Gail Cresci, PhD, RD, is Associate Staff in the Department of Gastroenterology and Hepatology and Department of Pathobiology at Cleveland Clinic. Disclosure: Cresci reports no relevant disclosures.
No, we don’t know quite enough.
Right now, the answer is no, we don’t know quite enough. There’s a lot of tantalizing results, but there is no definitive therapy. Do I think there will be enough in the future? Absolutely. We’ll be able to change our microbiome either through diet or through probiotics, and that will help manage these conditions. That’s speculative, of course, but I think it’s likely to happen.
We need to know exactly how diet changes the microbiome in constructive ways that can be used to actually manage people’s glucose levels and obesity — even heart attacks can potentially be managed by our microbiome.
It’s very clear that the microbiome is associated with all these things, but we’re not at a point that we can definitively control this. It’s very clear that people with obesity have a different microbiome than those who don’t have obesity, and likewise for people with diabetes and those who don’t have diabetes. But how to actually control that in a true clinical or therapeutic fashion hasn’t been formally established.
It will come, we just need more research in this area. Among the goals in our microbiome project is to really understand how these things are associated; if we do more studies as to how diet controls the microbiome and metabolism, we will be able to do this, but we’re not quite there.
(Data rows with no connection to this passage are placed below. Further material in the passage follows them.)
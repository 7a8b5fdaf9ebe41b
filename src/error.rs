//! Error types for the MQTT integration

use crate::config::ConfigError;
use std::time::Duration;
use thiserror::Error;

/// Errors returned by connection, publishing and lifecycle operations
#[derive(Debug, Error)]
pub enum MqttError {
    #[error("Configuration error: {0}")]
    Config(#[from] ConfigError),

    #[error("Connection failed: {0}")]
    ConnectionFailed(String),

    #[error("Not connected to MQTT broker")]
    NotConnected,

    #[error("MQTT integration is shutting down")]
    ShuttingDown,

    #[error("MQTT integration is already initialized")]
    AlreadyInitialized,

    #[error("Publishing to {topic} failed")]
    PublishFailed {
        topic: String,
        #[source]
        source: Box<dyn std::error::Error + Send + Sync>,
    },

    #[error("Broker client error")]
    Client(#[source] Box<dyn std::error::Error + Send + Sync>),

    #[error("Serialization error")]
    Serialization(#[from] serde_json::Error),

    #[error("{operation} timed out after {timeout:?}")]
    Timeout {
        operation: &'static str,
        timeout: Duration,
    },
}

impl MqttError {
    /// Create a publish failure for `topic`
    pub fn publish_failed<E>(topic: &str, source: E) -> Self
    where
        E: Into<Box<dyn std::error::Error + Send + Sync>>,
    {
        Self::PublishFailed {
            topic: topic.to_string(),
            source: source.into(),
        }
    }

    /// Wrap an error from the underlying broker library
    pub fn client<E>(source: E) -> Self
    where
        E: Into<Box<dyn std::error::Error + Send + Sync>>,
    {
        Self::Client(source.into())
    }
}

pub type MqttResult<T> = Result<T, MqttError>;
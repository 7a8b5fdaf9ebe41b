//! Testing utilities and mock implementations
//!
//! Lets the lifecycle, publishing and shutdown logic be exercised without a
//! running MQTT broker.

pub mod mocks;

pub use mocks::*;
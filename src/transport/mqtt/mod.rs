//! rumqttc implementation of the broker boundary
//!
//! - [`connection`] - pure option building and reconnect timing
//! - [`message_handler`] - pure event routing
//! - [`client`] - the session and its network thread

pub mod client;
pub mod connection;
pub mod message_handler;

pub use client::{RumqttBackend, RumqttSession};
pub use connection::{configure_mqtt_options, ReconnectConfig};
pub use message_handler::{route_mqtt_event, EventRoute};
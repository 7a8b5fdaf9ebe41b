//! Home Assistant MQTT discovery documents
//!
//! Each enabled stream gets three retained config documents: a camera fed by
//! the snapshot topic, a motion binary sensor and a detection count sensor.
//! All of them share the device block and the availability topic backed by
//! the connection's last will.

use super::connection::{ConnectionManager, AVAILABILITY_OFFLINE, AVAILABILITY_ONLINE};
use super::motion::{MOTION_OFF, MOTION_ON};
use crate::collaborators::StreamInfo;
use crate::config::NvrConfig;
use crate::observability::metrics::metrics;
use crate::topics::{Component, TopicBuilder};
use serde::Serialize;
use tracing::{debug, info, warn};

const MANUFACTURER: &str = "LightNVR";
const MODEL: &str = "Network Video Recorder";

/// Groups every entity under one device in Home Assistant
#[derive(Debug, Clone, Serialize, PartialEq)]
pub struct DeviceDescriptor {
    pub identifiers: Vec<String>,
    pub name: String,
    pub manufacturer: String,
    pub model: String,
    pub sw_version: String,
    #[serde(skip_serializing_if = "Option::is_none")]
    pub configuration_url: Option<String>,
}

impl DeviceDescriptor {
    pub fn from_config(config: &NvrConfig) -> Self {
        let node_id = &config.home_assistant.node_id;
        Self {
            identifiers: vec![node_id.clone()],
            name: node_id.clone(),
            manufacturer: MANUFACTURER.to_string(),
            model: MODEL.to_string(),
            sw_version: env!("CARGO_PKG_VERSION").to_string(),
            configuration_url: config.home_assistant.configuration_url.clone(),
        }
    }
}

#[derive(Debug, Clone, Serialize, PartialEq)]
pub struct Availability {
    pub topic: String,
    pub payload_available: &'static str,
    pub payload_not_available: &'static str,
}

impl Availability {
    pub fn new(topic: String) -> Self {
        Self {
            topic,
            payload_available: AVAILABILITY_ONLINE,
            payload_not_available: AVAILABILITY_OFFLINE,
        }
    }
}

#[derive(Debug, Clone, Serialize)]
pub struct CameraConfig {
    pub name: String,
    pub unique_id: String,
    pub object_id: String,
    pub topic: String,
    pub availability: Vec<Availability>,
    pub device: DeviceDescriptor,
}

#[derive(Debug, Clone, Serialize)]
pub struct BinarySensorConfig {
    pub name: String,
    pub unique_id: String,
    pub object_id: String,
    pub state_topic: String,
    pub payload_on: &'static str,
    pub payload_off: &'static str,
    pub device_class: &'static str,
    pub availability: Vec<Availability>,
    pub device: DeviceDescriptor,
}

#[derive(Debug, Clone, Serialize)]
pub struct SensorConfig {
    pub name: String,
    pub unique_id: String,
    pub object_id: String,
    pub state_topic: String,
    pub state_class: &'static str,
    pub icon: &'static str,
    pub availability: Vec<Availability>,
    pub device: DeviceDescriptor,
}

/// One serialized discovery document ready to publish
#[derive(Debug, Clone, PartialEq)]
pub struct DiscoveryDocument {
    pub component: Component,
    pub topic: String,
    pub payload: String,
}

fn unique_id(topics: &TopicBuilder, component: Component, stream: &str) -> String {
    format!(
        "{}_{}",
        topics.node_id(),
        TopicBuilder::object_id(component, stream)
    )
}

/// Build and serialize the three documents for one stream
///
/// Serialization failures are logged and the affected document skipped.
pub fn build_stream_documents(
    topics: &TopicBuilder,
    device: &DeviceDescriptor,
    stream: &str,
) -> Vec<DiscoveryDocument> {
    let availability = vec![Availability::new(topics.availability())];

    let camera = CameraConfig {
        name: stream.to_string(),
        unique_id: unique_id(topics, Component::Camera, stream),
        object_id: TopicBuilder::object_id(Component::Camera, stream),
        topic: topics.snapshot(stream),
        availability: availability.clone(),
        device: device.clone(),
    };
    let motion = BinarySensorConfig {
        name: format!("{stream} Motion"),
        unique_id: unique_id(topics, Component::BinarySensor, stream),
        object_id: TopicBuilder::object_id(Component::BinarySensor, stream),
        state_topic: topics.motion(stream),
        payload_on: MOTION_ON,
        payload_off: MOTION_OFF,
        device_class: "motion",
        availability: availability.clone(),
        device: device.clone(),
    };
    let count = SensorConfig {
        name: format!("{stream} Detection Count"),
        unique_id: unique_id(topics, Component::Sensor, stream),
        object_id: TopicBuilder::object_id(Component::Sensor, stream),
        state_topic: topics.detection_count(stream),
        state_class: "measurement",
        icon: "mdi:counter",
        availability,
        device: device.clone(),
    };

    [
        (Component::Camera, serde_json::to_string(&camera)),
        (Component::BinarySensor, serde_json::to_string(&motion)),
        (Component::Sensor, serde_json::to_string(&count)),
    ]
    .into_iter()
    .filter_map(|(component, payload)| match payload {
        Ok(payload) => Some(DiscoveryDocument {
            component,
            topic: topics.discovery(component, stream),
            payload,
        }),
        Err(e) => {
            warn!(
                stream = %stream,
                component = component.as_str(),
                error = %e,
                "Failed to serialize discovery document"
            );
            None
        }
    })
    .collect()
}

/// Streams that get discovery documents
fn discoverable(streams: Vec<StreamInfo>) -> impl Iterator<Item = StreamInfo> {
    streams
        .into_iter()
        .filter(|s| s.enabled && !s.name.is_empty())
}

/// Publish retained discovery documents for every enabled stream
///
/// Returns the number of documents published.
pub fn publish_discovery(
    connection: &ConnectionManager,
    config: &NvrConfig,
    streams: Vec<StreamInfo>,
) -> usize {
    if !config.home_assistant.discovery_enabled || !connection.is_connected() {
        return 0;
    }

    let topics = TopicBuilder::from_config(config);
    let device = DeviceDescriptor::from_config(config);
    let mut published = 0;

    for stream in discoverable(streams) {
        for document in build_stream_documents(&topics, &device, &stream.name) {
            match connection.publish(&document.topic, document.payload.as_bytes(), true) {
                Ok(()) => {
                    metrics().discovery_document_published();
                    published += 1;
                }
                Err(e) => {
                    warn!(topic = %document.topic, error = %e, "Failed to publish discovery document");
                }
            }
        }
        debug!(stream = %stream.name, "Published discovery documents");
    }

    info!(documents = published, "Home Assistant discovery published");
    published
}

/// Publish empty retained configs so Home Assistant removes the stream's entities
pub fn remove_discovery(connection: &ConnectionManager, config: &NvrConfig, stream: &str) -> usize {
    if !config.home_assistant.discovery_enabled || !connection.is_connected() {
        return 0;
    }

    let topics = TopicBuilder::from_config(config);
    [Component::Camera, Component::BinarySensor, Component::Sensor]
        .into_iter()
        .filter(|component| {
            let topic = topics.discovery(*component, stream);
            match connection.publish(&topic, b"", true) {
                Ok(()) => true,
                Err(e) => {
                    warn!(topic = %topic, error = %e, "Failed to remove discovery document");
                    false
                }
            }
        })
        .count()
}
One of our studies follows people with prediabetes; we want to see how they change during very stressed times such as during respiratory viral infections and also in response to diet perturbation. We hope these kinds of studies will help tell us what’s going on. As people go through different diet regimes, how does that lead to changes in their microbiome? How does that lead to changes in their metabolic state, including their diabetic state?
There will be therapy to come out of this. It may be easier to change the diet than the microbiome itself. Although, in some cases it may be easier to just change the microbiome than the diet.
It’s hard to predict when we’ll have the data we need, but conservatively, within 10 years we’ll be in a much more constructive state than we are now. I hope it’s much faster than that, and frankly I think it will be faster than that. I don’t like to overpromise. If we knew the exact answer, we would be doing it right now, but we don’t, it’s the nature of science, we’re still trying to figure it out.
It’s very important to do these studies in humans because mice have a very different metabolism than humans. As much as they’re a wonderful model for many, many things, including all kinds of human diseases, when it comes to metabolism, there’s a lot of differences. Their hearts beat 600 beats a minute, whereas ours is more like 70 beats, so we’re 10 times slower. Their whole metabolic state is different from a human.
We are looking for how the environment affects diabetes, meaning diet and respiratory viral infections; we had a study published not so long ago suggesting there was a link between respiratory viruses and type 2 diabetes. The study is mine; I got type 2 diabetes after a very nasty respiratory syncytial virus infection. We think these links may exist, and that’s one of the things we’re trying to test in our study.
We also are trying to explore the genetic contribution to diabetes. We’re really trying to get a much more integrative package of the whole thing.
Michael Snyder, PhD, is Professor and Chair of Genetics, at Stanford University in Stanford, California, and Director, Stanford Center for Genomics and Personalized Medicine. Disclosure: Snyder reports no relevant disclosures.